Not that Toledo didn’t have enough to do already. He’s worked full-time at the college for the last year, after nine years at the university in other capacities; he’s chair of the College of Education’s Senate; and he’s co-chair of College Park City Council’s education advisory committee supervising grants, book drives and scholarships.

Toledo’s captain at the Branchville company, Carly Rosenfeld, said Toledo’s presence on the ambulance has been an asset.

“I believe EMT Toledo’s character is shown simply through his decision to join the fire department during the peak of the pandemic,” Rosenfeld said. “Throughout his training he has been upbeat, motivated, and incredibly easy to work with—which are all skills impossible to train. His calm and comforting demeanor, even as a trainee, relieves the tension that a patient is experiencing during their emergency.”

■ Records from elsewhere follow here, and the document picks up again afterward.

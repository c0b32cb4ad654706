//! nrtsearch protocol - HTTP surface of an index node
//!
//! - `types`: JSON request/response bodies shared by the server and clients
//! - `rest`: async REST client (reqwest)

#![warn(missing_docs)]

pub mod rest;
pub mod types;

pub use rest::{ClientError, RestClient};
pub use types::*;
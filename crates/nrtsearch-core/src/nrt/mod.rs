//! NRT points: versioned, immutable views of the primary's index
//!
//! ```text
//! addDocuments ──► engine (pending) ──► refresh ──► commit ──► NrtPoint { version + 1, manifest }
//!                                                          └─► listener (primary gateway activates)
//! ```
//!
//! Version numbering is owned by [`NrtPointStore`]: a refresh that changes the
//! engine's live file set produces exactly one new version, a refresh that does
//! not is a no-op.

pub mod manifest;
pub mod retention;
pub mod store;

pub use manifest::{Manifest, ManifestDelta, SegmentFile, Version};
pub use retention::{PointLease, PointRetention};
pub use store::{DeltaOutcome, NrtPointStore, PointListener, RefreshOutcome, StoreStats};

use chrono::{DateTime, Utc};
use serde::{Deserialize, Serialize};

/// Immutable record of one published index state
#[derive(Debug, Clone, PartialEq, Eq, Serialize, Deserialize)]
pub struct NrtPoint {
    /// Searcher version
    pub version: Version,
    /// Segment files making up the point
    pub manifest: Manifest,
    /// Creation time on the primary
    pub created_at: DateTime<Utc>,
}

impl NrtPoint {
    /// Create a point stamped with the current time
    pub fn new(version: Version, manifest: Manifest) -> Self {
        Self {
            version,
            manifest,
            created_at: Utc::now(),
        }
    }
}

Toledo said he learned hard work from his family, which emigrated from the Philippines. His mother worked as an accountant for Doctor’s Community Hospital, his father worked as a bank clerk.

“I know how hard it was for my parents to come here, to get us set up and to get us educated,” he said. “I really want to pay it forward to families who have similar struggles.”

The EMT work, he said, “fills my soul.” During a recent emergency call, Toledo found himself caring for a family’s 18-month-old child while his fellow EMTs worked on a parent. On the ride to the hospital, Toledo amused the toddler and fed him baby crackers.

“You never want to see a child that young in distress,” he said.

Working as an EMT has taught him unexpected lessons, like staying calm for the sake of patients.

“At the university, everything is so urgent all the time, and I definitely want to be as efficient as I can,” he said. “When you’re working with patients, you don’t want to lose your composure, then your patients will think things are worse than they are.”

He remembers what it’s like to suffer in a medical situation. Toledo was 24 when he got a call that his 63-year-old father was having a heart attack. Hospital staff flew his dad by helicopter to a cardiac unit, but by the next morning, Toledo’s father was gone.

“The loss has definitely shaped me, but as much as I miss my father, I’ve grown a lot since then,” Toledo said.

On a recent ambulance call, EMTs were working on a patient having a heart attack. Toledo managed to lower their blood pressure and heart rate, get them to the hospital and see them recover, helping to spare another family the pain his went through.

“To see it come full circle like that, it’s pretty meaningful to me,” Toledo said.